A scholar of such imagination as Ward seems an unusual choice to lead the dour bureaucratic death squad the Commonwealth needed, but let us look deeper: a memorial article published in a 1986 edition of American Quarterly upon his death in 1985 notes, “‘Bill’ Ward, as he was called by all who knew him even casually, was born in a lace-curtain Irish neighborhood in Dorchester, Massachusetts.” He was educated at Boston Latin, and then at Harvard. He was from here. Also, he was a Marine during World War II.
Bill Ward, then, came home to kick ass.
Because, while he was a big-picture provider in his field, he didn’t stay cloistered and sorting parchments. He was possessed of a social conscience. Arrested in a sit-down demonstration at Westover Air Force Base in 1972, a contemporary issue of Time quotes, “I do not think that words will change the minds of the men in power, and I do not care to write letters to the world. What I protest is that there is no way to protest.” He was the only University President in America to be arrested for protesting the Vietnam War.
It was this mix of steely conviction and home loyalty that led Ward to organize the Commission. He might not have been able to stop the war, but he could help disperse in the “everything a deal, nothing on the level, no deal to small” plague cloud on the Hill. His professorial talents must have served him well, both in compiling the report and leading investigators, a task akin in his words to that of “a teacher running a seminar, trying to keep the group focused.”
He was also a crafty adversary in hearings. The Globe described him in 1981 as “a courteous but tough interrogator.” A nice guy, in other words, until you piss him off. The Inspector General’s government website says: “The Office was established in 1981 as the first statewide inspector general’s office in the country. It was created in the wake of a major construction procurement scandal…The Commission found that billions of dollars had been wasted on building projects. The 12-volume Ward Commission Report concluded that: 1) Corruption was a way of life in the Commonwealth. 2) Political influence, not professional performance, was the prime criterion in doing business with the state. 3) Shoddy work and debased standards were the norm.” That was Ward talking.
As you trip over the cracked concrete on your way out of Quinn, take a second to think about why our buildings are the way they are. Look out onto the bleak grey patio and take solace that, at least, somebody went down for creating such an eyesore. The Inspector General’s office has your back.

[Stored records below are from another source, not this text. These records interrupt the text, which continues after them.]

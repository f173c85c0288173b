//! HTTP transfer functionality
//!
//! Handles fetching metadata, streaming artifact downloads to disk while
//! hashing them, and idempotent uploads with retry and exponential backoff.

use futures::StreamExt;
use sha2::{Digest, Sha256};
use std::path::{Path, PathBuf};
use std::time::Duration;
use tokio::fs::File;
use tokio::io::AsyncWriteExt;

use crate::config::defaults;
use crate::error::DownloadError;

/// Download result containing file path and metadata
#[derive(Debug, Clone)]
pub struct DownloadResult {
    /// Path to the downloaded file
    pub path: PathBuf,
    /// Size in bytes
    pub size: u64,
    /// SHA256 checksum of the downloaded content
    pub checksum: String,
}

/// HTTP transfer manager
#[derive(Debug, Clone)]
pub struct DownloadManager {
    /// HTTP client
    client: reqwest::Client,
    /// Maximum attempts for uploads
    max_retries: u32,
    /// Base delay for exponential backoff (in milliseconds)
    base_delay_ms: u64,
}

impl DownloadManager {
    /// Create a new download manager with the default per-request timeout
    pub fn new() -> Self {
        Self::with_timeout(Duration::from_secs(defaults::SERVER_TIMEOUT_SECS))
    }

    /// Create a download manager that gives up on a server which does not
    /// connect, or goes silent, for `timeout`
    ///
    /// There is no deadline on a whole transfer: a large blob that keeps
    /// arriving may take as long as the caller's overall budget allows.
    pub fn with_timeout(timeout: Duration) -> Self {
        Self {
            client: build_client(timeout),
            max_retries: defaults::MAX_UPLOAD_RETRIES,
            base_delay_ms: 1000,
        }
    }

    /// Create a download manager with custom retry settings
    pub fn with_config(max_retries: u32, base_delay_ms: u64) -> Self {
        Self {
            client: build_client(Duration::from_secs(defaults::SERVER_TIMEOUT_SECS)),
            max_retries: max_retries.max(1),
            base_delay_ms,
        }
    }

    /// Get max retries
    pub fn max_retries(&self) -> u32 {
        self.max_retries
    }

    /// Fetch a small text document; `Ok(None)` when the server answers 404
    pub async fn fetch_text(&self, url: &str) -> Result<Option<String>, DownloadError> {
        let response = self
            .client
            .get(url)
            .send()
            .await
            .map_err(|e| network_error(url, &e))?;

        if response.status() == reqwest::StatusCode::NOT_FOUND {
            return Ok(None);
        }
        if !response.status().is_success() {
            return Err(DownloadError::HttpStatus {
                url: url.to_string(),
                status: response.status().as_u16(),
            });
        }

        response
            .text()
            .await
            .map(Some)
            .map_err(|e| network_error(url, &e))
    }

    /// Stream a file to `dest`, hashing it on the way
    ///
    /// A single attempt: callers decide whether to retry. Returns `Ok(None)`
    /// when the server answers 404. A partially written file is removed on
    /// failure.
    pub async fn download(
        &self,
        url: &str,
        dest: &Path,
    ) -> Result<Option<DownloadResult>, DownloadError> {
        let result = self.download_once(url, dest).await;
        if result.is_err() {
            let _ = tokio::fs::remove_file(dest).await;
        }
        result
    }

    async fn download_once(
        &self,
        url: &str,
        dest: &Path,
    ) -> Result<Option<DownloadResult>, DownloadError> {
        let response = self
            .client
            .get(url)
            .send()
            .await
            .map_err(|e| network_error(url, &e))?;

        if response.status() == reqwest::StatusCode::NOT_FOUND {
            return Ok(None);
        }
        if !response.status().is_success() {
            return Err(DownloadError::HttpStatus {
                url: url.to_string(),
                status: response.status().as_u16(),
            });
        }

        // Create parent directories if needed
        if let Some(parent) = dest.parent() {
            tokio::fs::create_dir_all(parent)
                .await
                .map_err(|e| DownloadError::IoError {
                    path: parent.to_path_buf(),
                    error: e.to_string(),
                })?;
        }

        let mut file = File::create(dest)
            .await
            .map_err(|e| DownloadError::IoError {
                path: dest.to_path_buf(),
                error: e.to_string(),
            })?;

        let mut hasher = Sha256::new();
        let mut downloaded: u64 = 0;
        let mut stream = response.bytes_stream();

        while let Some(chunk_result) = stream.next().await {
            let chunk = chunk_result.map_err(|e| network_error(url, &e))?;

            file.write_all(&chunk)
                .await
                .map_err(|e| DownloadError::IoError {
                    path: dest.to_path_buf(),
                    error: e.to_string(),
                })?;

            hasher.update(&chunk);
            downloaded += chunk.len() as u64;
        }

        file.flush().await.map_err(|e| DownloadError::IoError {
            path: dest.to_path_buf(),
            error: e.to_string(),
        })?;

        Ok(Some(DownloadResult {
            path: dest.to_path_buf(),
            size: downloaded,
            checksum: hex::encode(hasher.finalize()),
        }))
    }

    /// PUT `body` at `url`, retrying transient failures with exponential backoff
    ///
    /// Uploads are idempotent, so repeating one after a lost response is safe.
    /// Client errors (4xx) are returned immediately.
    pub async fn upload(
        &self,
        url: &str,
        body: Vec<u8>,
        basic_auth: Option<(&str, &str)>,
    ) -> Result<(), DownloadError> {
        let mut attempts = 0;
        let mut last_error = None;
        let mut delay_ms = self.base_delay_ms;

        while attempts < self.max_retries {
            attempts += 1;

            match self.upload_once(url, body.clone(), basic_auth).await {
                Ok(()) => return Ok(()),
                Err(e @ DownloadError::HttpStatus { status, .. }) if (400..500).contains(&status) => {
                    return Err(e);
                }
                Err(e) => {
                    tracing::debug!("Upload attempt {attempts} to {url} failed: {e}");
                    last_error = Some(e);

                    if attempts < self.max_retries {
                        // Exponential backoff with cap at 30 seconds
                        tokio::time::sleep(Duration::from_millis(delay_ms)).await;
                        delay_ms = (delay_ms * 2).min(30_000);
                    }
                }
            }
        }

        Err(last_error.unwrap_or_else(|| DownloadError::MaxRetriesExceeded {
            url: url.to_string(),
            retries: self.max_retries,
        }))
    }

    async fn upload_once(
        &self,
        url: &str,
        body: Vec<u8>,
        basic_auth: Option<(&str, &str)>,
    ) -> Result<(), DownloadError> {
        let mut request = self.client.put(url).body(body);
        if let Some((username, password)) = basic_auth {
            request = request.basic_auth(username, Some(password));
        }

        let response = request.send().await.map_err(|e| network_error(url, &e))?;
        if !response.status().is_success() {
            return Err(DownloadError::HttpStatus {
                url: url.to_string(),
                status: response.status().as_u16(),
            });
        }
        Ok(())
    }
}

impl Default for DownloadManager {
    fn default() -> Self {
        Self::new()
    }
}

fn build_client(timeout: Duration) -> reqwest::Client {
    reqwest::Client::builder()
        .connect_timeout(timeout)
        .read_timeout(timeout)
        .build()
        .unwrap_or_else(|_| reqwest::Client::new())
}

fn network_error(url: &str, e: &reqwest::Error) -> DownloadError {
    if e.is_timeout() {
        return DownloadError::Timeout {
            url: url.to_string(),
        };
    }
    DownloadError::NetworkError {
        url: url.to_string(),
        error: e.to_string(),
    }
}
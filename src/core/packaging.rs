//! Project packaging
//!
//! Bundles the build output of a project into one artifact blob plus the
//! `package.json` metadata published next to it. The blob is a JSON document
//! mapping relative paths to hex-encoded contents; everything downstream
//! treats it as opaque bytes.

use std::collections::BTreeMap;
use std::path::{Path, PathBuf};

use serde::{Deserialize, Serialize};
use walkdir::WalkDir;

use crate::core::package::{PackageIdentity, PackageMetadata, PackageVariant, TargetTriple};
use crate::core::project::Project;
use crate::error::RepositoryError;
use crate::infra::checksum::compute_checksum;

/// A packaged variant ready to be stored or published
#[derive(Debug, Clone, PartialEq)]
pub struct PackageArtifact {
    pub variant: PackageVariant,
    /// `<artifactId>-<version>.pkg`
    pub file_name: String,
    pub bytes: Vec<u8>,
    /// SHA-256 of `bytes`
    pub checksum: String,
    /// Variant-level metadata, checksum included
    pub metadata: PackageMetadata,
}

/// Turns a project's build output into a [`PackageArtifact`]
pub trait Packager: Send + Sync {
    fn package(&self, project: &Project) -> Result<PackageArtifact, RepositoryError>;
}

/// Serialized bundle layout
#[derive(Debug, Clone, PartialEq, Serialize, Deserialize)]
pub struct Bundle {
    pub identity: PackageIdentity,
    #[serde(default, skip_serializing_if = "Option::is_none")]
    pub target: Option<TargetTriple>,
    /// Relative path (with `/` separators) to hex-encoded content
    pub files: BTreeMap<String, String>,
}

impl Bundle {
    /// Decode a bundle blob
    pub fn decode(bytes: &[u8]) -> Result<Self, RepositoryError> {
        serde_json::from_slice(bytes).map_err(|e| RepositoryError::Packaging {
            error: e.to_string(),
        })
    }

    /// Raw content of `path`, if bundled
    pub fn file(&self, path: &str) -> Option<Vec<u8>> {
        self.files.get(path).and_then(|hex| hex::decode(hex).ok())
    }
}

/// Default packager: build dir contents (minus fetched dependencies) plus `package.includes`
#[derive(Debug, Clone, Copy, Default)]
pub struct BundlePackager;

impl BundlePackager {
    fn collect(
        root: &Path,
        skip: Option<&Path>,
        files: &mut BTreeMap<String, String>,
    ) -> Result<(), RepositoryError> {
        let walker = WalkDir::new(root)
            .follow_links(false)
            .sort_by_file_name()
            .into_iter()
            .filter_entry(|e| skip.map_or(true, |s| e.path() != s));

        for entry in walker {
            let entry = entry.map_err(|e| RepositoryError::Packaging {
                error: e.to_string(),
            })?;
            if !entry.file_type().is_file() {
                continue;
            }

            let content = std::fs::read(entry.path()).map_err(|e| RepositoryError::Io {
                path: entry.path().to_path_buf(),
                error: e.to_string(),
            })?;
            files.insert(relative_key(root, entry.path()), hex::encode(content));
        }
        Ok(())
    }
}

impl Packager for BundlePackager {
    fn package(&self, project: &Project) -> Result<PackageArtifact, RepositoryError> {
        let mut files = BTreeMap::new();

        let build_dir = project.build_dir();
        if build_dir.exists() {
            let deps = project.dependency_dir();
            Self::collect(&build_dir, Some(&deps), &mut files)?;
        }

        let includes = project
            .build_config()
            .package
            .as_ref()
            .map(|p| p.includes.clone())
            .unwrap_or_default();
        for include in includes {
            let path = project.base_dir().join(&include);
            if path.is_dir() {
                let mut nested = BTreeMap::new();
                Self::collect(&path, None, &mut nested)?;
                for (key, value) in nested {
                    files.insert(format!("{}/{key}", include.trim_end_matches('/')), value);
                }
            } else {
                let content = std::fs::read(&path).map_err(|e| RepositoryError::Io {
                    path: path.clone(),
                    error: e.to_string(),
                })?;
                files.insert(include.replace('\\', "/"), hex::encode(content));
            }
        }

        let variant = project.variant();
        let bundle = Bundle {
            identity: variant.identity.clone(),
            target: variant.target.clone(),
            files,
        };
        let bytes = serde_json::to_vec(&bundle).map_err(|e| RepositoryError::Packaging {
            error: e.to_string(),
        })?;
        let checksum = compute_checksum(&bytes);
        let file_name = variant.identity.artifact_file_name();

        let descriptor = project.build_config();
        let include_dir = project
            .current_target()
            .and_then(|t| t.include_dirs.first())
            .or_else(|| descriptor.include_dirs.first())
            .cloned();

        let metadata = PackageMetadata {
            identity: variant.identity.clone(),
            target: variant.target.clone(),
            checksum: Some(checksum.clone()),
            file_name: Some(file_name.clone()),
            include_dir,
            dependencies: descriptor.dependency_specs().map_err(|e| RepositoryError::Packaging {
                error: e.to_string(),
            })?,
            build: Some(descriptor.clone()),
        };

        tracing::debug!(
            "Packaged {} ({} files, {} bytes)",
            variant,
            bundle.files.len(),
            bytes.len()
        );

        Ok(PackageArtifact {
            variant,
            file_name,
            bytes,
            checksum,
            metadata,
        })
    }
}

fn relative_key(root: &Path, path: &Path) -> String {
    path.strip_prefix(root)
        .map(PathBuf::from)
        .unwrap_or_else(|_| path.to_path_buf())
        .components()
        .map(|c| c.as_os_str().to_string_lossy().into_owned())
        .collect::<Vec<_>>()
        .join("/")
}
//! Repository transports and layout
//!
//! Every repository, remote or local, shares one layout:
//!
//! ```text
//! <root>/<group>/<artifact>/versions.json
//! <root>/<group>/<artifact>/<version>/<arch>-<platform>-<toolchain>/package.json
//! <root>/<group>/<artifact>/<version>/<arch>-<platform>-<toolchain>/<artifact>-<version>.pkg
//! <root>/<group>/<artifact>/<version>/<arch>-<platform>-<toolchain>/checksum.sha256
//! ```
//!
//! Platform-agnostic variants live in the `any` directory. Transports only
//! move bytes by relative key; the layout is computed here.

use std::fmt;
use std::path::{Path, PathBuf};
use std::time::Duration;

use async_trait::async_trait;
use serde::{Deserialize, Serialize};

use crate::config::defaults;
use crate::core::package::{Coordinate, PackageVariant};
use crate::core::settings::Credentials;
use crate::error::{DownloadError, RepositoryError};
use crate::infra::checksum::compute_file_checksum;
use crate::infra::download::DownloadManager;
use crate::infra::filesystem;

/// Directory name of the platform-agnostic variant
pub const AGNOSTIC_DIR: &str = "any";

/// `<group>/<artifact>/<version>/<triple|any>`
pub fn variant_key(variant: &PackageVariant) -> String {
    let id = &variant.identity;
    let dir = variant
        .target
        .as_ref()
        .map_or_else(|| AGNOSTIC_DIR.to_string(), |t| t.dir_name());
    format!("{}/{}/{}/{dir}", id.group_id, id.artifact_id, id.version)
}

pub fn metadata_key(variant: &PackageVariant) -> String {
    format!("{}/{}", variant_key(variant), defaults::METADATA_FILE)
}

pub fn checksum_key(variant: &PackageVariant) -> String {
    format!("{}/{}", variant_key(variant), defaults::CHECKSUM_FILE)
}

pub fn artifact_key(variant: &PackageVariant, file_name: &str) -> String {
    format!("{}/{file_name}", variant_key(variant))
}

pub fn versions_key(coordinate: &Coordinate) -> String {
    format!(
        "{}/{}/{}",
        coordinate.group_id,
        coordinate.artifact_id,
        defaults::VERSIONS_FILE
    )
}

/// Published versions of one coordinate (`versions.json`)
#[derive(Debug, Clone, Default, PartialEq, Eq, Serialize, Deserialize)]
pub struct VersionIndex {
    #[serde(default)]
    pub versions: Vec<String>,
}

impl VersionIndex {
    /// Add `version` if missing; returns whether the index changed
    pub fn insert(&mut self, version: &str) -> bool {
        if self.versions.iter().any(|v| v == version) {
            return false;
        }
        self.versions.push(version.to_string());
        self.versions.sort_by(|a, b| compare_versions(a, b));
        true
    }

    /// Highest version by semver precedence
    pub fn latest(&self) -> Option<&str> {
        self.versions
            .iter()
            .max_by(|a, b| compare_versions(a, b))
            .map(String::as_str)
    }
}

/// Semver order; unparsable versions sort below every valid one
pub fn compare_versions(a: &str, b: &str) -> std::cmp::Ordering {
    match (semver::Version::parse(a), semver::Version::parse(b)) {
        (Ok(a), Ok(b)) => a.cmp(&b),
        (Ok(_), Err(_)) => std::cmp::Ordering::Greater,
        (Err(_), Ok(_)) => std::cmp::Ordering::Less,
        (Err(_), Err(_)) => a.cmp(b),
    }
}

/// Byte-level access to one repository server
#[async_trait]
pub trait RepositoryTransport: Send + Sync + fmt::Debug {
    /// Server URL, used in logs and errors
    fn url(&self) -> &str;

    /// Whether this is a filesystem repository that needs no credentials
    fn is_local(&self) -> bool;

    /// Read a small text document; `Ok(None)` when absent
    async fn get_text(&self, key: &str) -> Result<Option<String>, RepositoryError>;

    /// Copy a blob to `dest`; returns its checksum, or `Ok(None)` when absent
    async fn get_file(&self, key: &str, dest: &Path) -> Result<Option<String>, RepositoryError>;

    /// Store a blob at `key`
    async fn put(
        &self,
        key: &str,
        bytes: Vec<u8>,
        credentials: Option<&Credentials>,
    ) -> Result<(), RepositoryError>;
}

/// HTTP(S) repository: GET to read, PUT with basic auth to publish
#[derive(Debug, Clone)]
pub struct HttpTransport {
    base_url: String,
    downloads: DownloadManager,
}

impl HttpTransport {
    pub fn new(base_url: impl Into<String>, timeout: Duration) -> Self {
        Self {
            base_url: base_url.into(),
            downloads: DownloadManager::with_timeout(timeout),
        }
    }

    fn url_for(&self, key: &str) -> String {
        format!("{}/{key}", self.base_url.trim_end_matches('/'))
    }

    fn map_error(&self, e: DownloadError) -> RepositoryError {
        match e {
            DownloadError::HttpStatus {
                status: 401 | 403, ..
            } => RepositoryError::Unauthorized {
                server: self.base_url.clone(),
            },
            DownloadError::IoError { path, error } => RepositoryError::Io { path, error },
            other => RepositoryError::Network {
                server: self.base_url.clone(),
                error: other.to_string(),
            },
        }
    }
}

#[async_trait]
impl RepositoryTransport for HttpTransport {
    fn url(&self) -> &str {
        &self.base_url
    }

    fn is_local(&self) -> bool {
        false
    }

    async fn get_text(&self, key: &str) -> Result<Option<String>, RepositoryError> {
        self.downloads
            .fetch_text(&self.url_for(key))
            .await
            .map_err(|e| self.map_error(e))
    }

    async fn get_file(&self, key: &str, dest: &Path) -> Result<Option<String>, RepositoryError> {
        let result = self
            .downloads
            .download(&self.url_for(key), dest)
            .await
            .map_err(|e| self.map_error(e))?;
        Ok(result.map(|r| r.checksum))
    }

    async fn put(
        &self,
        key: &str,
        bytes: Vec<u8>,
        credentials: Option<&Credentials>,
    ) -> Result<(), RepositoryError> {
        let auth = credentials.map(|c| (c.username.as_str(), c.password.as_str()));
        self.downloads
            .upload(&self.url_for(key), bytes, auth)
            .await
            .map_err(|e| self.map_error(e))
    }
}

/// Filesystem repository, used for `file://` servers and the local repository
#[derive(Debug, Clone)]
pub struct FileTransport {
    url: String,
    root: PathBuf,
}

impl FileTransport {
    pub fn new(root: impl Into<PathBuf>) -> Self {
        let root = root.into();
        Self {
            url: format!("file://{}", root.display()),
            root,
        }
    }

    pub fn root(&self) -> &Path {
        &self.root
    }

    fn path_for(&self, key: &str) -> PathBuf {
        key.split('/').fold(self.root.clone(), |path, part| path.join(part))
    }
}

#[async_trait]
impl RepositoryTransport for FileTransport {
    fn url(&self) -> &str {
        &self.url
    }

    fn is_local(&self) -> bool {
        true
    }

    async fn get_text(&self, key: &str) -> Result<Option<String>, RepositoryError> {
        let path = self.path_for(key);
        match tokio::fs::read_to_string(&path).await {
            Ok(content) => Ok(Some(content)),
            Err(e) if e.kind() == std::io::ErrorKind::NotFound => Ok(None),
            Err(e) => Err(RepositoryError::Io {
                path,
                error: e.to_string(),
            }),
        }
    }

    async fn get_file(&self, key: &str, dest: &Path) -> Result<Option<String>, RepositoryError> {
        let source = self.path_for(key);
        if !source.is_file() {
            return Ok(None);
        }
        if let Some(parent) = dest.parent() {
            tokio::fs::create_dir_all(parent)
                .await
                .map_err(|e| RepositoryError::Io {
                    path: parent.to_path_buf(),
                    error: e.to_string(),
                })?;
        }
        tokio::fs::copy(&source, dest)
            .await
            .map_err(|e| RepositoryError::Io {
                path: source.clone(),
                error: e.to_string(),
            })?;
        let checksum = compute_file_checksum(dest)
            .await
            .map_err(|e| RepositoryError::Io {
                path: dest.to_path_buf(),
                error: e.to_string(),
            })?;
        Ok(Some(checksum))
    }

    async fn put(
        &self,
        key: &str,
        bytes: Vec<u8>,
        _credentials: Option<&Credentials>,
    ) -> Result<(), RepositoryError> {
        let path = self.path_for(key);
        filesystem::write_atomic(&path, &bytes)
            .await
            .map_err(|e| RepositoryError::Io {
                path,
                error: e.to_string(),
            })
    }
}

/// Transport for a server URL from the settings file
pub fn transport_for(
    url: &str,
    timeout: Duration,
) -> Result<Box<dyn RepositoryTransport>, RepositoryError> {
    if let Some(path) = url.strip_prefix("file://") {
        return Ok(Box::new(FileTransport::new(path)));
    }
    if url.starts_with("http://") || url.starts_with("https://") {
        return Ok(Box::new(HttpTransport::new(url, timeout)));
    }
    if Path::new(url).is_absolute() {
        return Ok(Box::new(FileTransport::new(url)));
    }
    Err(RepositoryError::Network {
        server: url.to_string(),
        error: "unsupported server URL scheme".to_string(),
    })
}

#[cfg(test)]
mod tests {
    use super::*;
    use crate::core::package::{PackageIdentity, TargetTriple};
    use tempfile::TempDir;

    fn variant(target: bool) -> PackageVariant {
        PackageVariant::new(
            PackageIdentity::new("org.acme", "zlib", "1.3.0"),
            target.then(|| TargetTriple::new("x86_64", "linux", "gcc")),
        )
    }

    #[test]
    fn test_layout_keys() {
        assert_eq!(
            metadata_key(&variant(true)),
            "org.acme/zlib/1.3.0/x86_64-linux-gcc/package.json"
        );
        assert_eq!(
            checksum_key(&variant(false)),
            "org.acme/zlib/1.3.0/any/checksum.sha256"
        );
        assert_eq!(
            artifact_key(&variant(true), "zlib-1.3.0.pkg"),
            "org.acme/zlib/1.3.0/x86_64-linux-gcc/zlib-1.3.0.pkg"
        );
        assert_eq!(
            versions_key(&Coordinate::new("org.acme", "zlib")),
            "org.acme/zlib/versions.json"
        );
    }

    #[test]
    fn test_version_index_orders_by_semver() {
        let mut index = VersionIndex::default();
        assert!(index.insert("1.10.0"));
        assert!(index.insert("1.2.0"));
        assert!(!index.insert("1.2.0"));
        assert_eq!(index.versions, vec!["1.2.0", "1.10.0"]);
        assert_eq!(index.latest(), Some("1.10.0"));
    }

    #[tokio::test]
    async fn test_file_transport_roundtrip() {
        let temp = TempDir::new().unwrap();
        let transport = FileTransport::new(temp.path().join("repo"));
        let key = artifact_key(&variant(true), "zlib-1.3.0.pkg");

        assert!(transport.get_text(&key).await.unwrap().is_none());
        transport.put(&key, b"blob".to_vec(), None).await.unwrap();

        let dest = temp.path().join("out").join("zlib.pkg");
        let checksum = transport.get_file(&key, &dest).await.unwrap().unwrap();
        assert_eq!(checksum, crate::infra::checksum::compute_checksum(b"blob"));
        assert_eq!(std::fs::read(&dest).unwrap(), b"blob");
    }

    #[test]
    fn test_transport_for_schemes() {
        let timeout = Duration::from_secs(1);
        assert!(transport_for("file:///srv/repo", timeout).unwrap().is_local());
        assert!(!transport_for("https://repo.example", timeout).unwrap().is_local());
        assert!(transport_for("ftp://repo.example", timeout).is_err());
    }
}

One may point to the Big Dig with questions about the Commission’s ultimate effectiveness in stamping out Massachusetts corruption, but the extortionist MacKenzie anticipated them: “your successors will be here 10 or 15 years hence attempting to remedy new ills produced in large measure by the same old causes,” he said during a 1981 hearing. Sure enough in 1998 Robert Cerasoli, the first Inspector General placed by the Commission, was unleashing blistering appraisals of the handiwork of Bechtel and their Big Dig pig co-conspirators, noting “poor design specs,” “unclear testing procedures,” and “improperly installed anchor bolts” in the Ted Williams Tunnel where Milena Del Valle was killed. When you’re out by Quinn, remember her, and consider that maybe Bill Ward’s work isn’t done.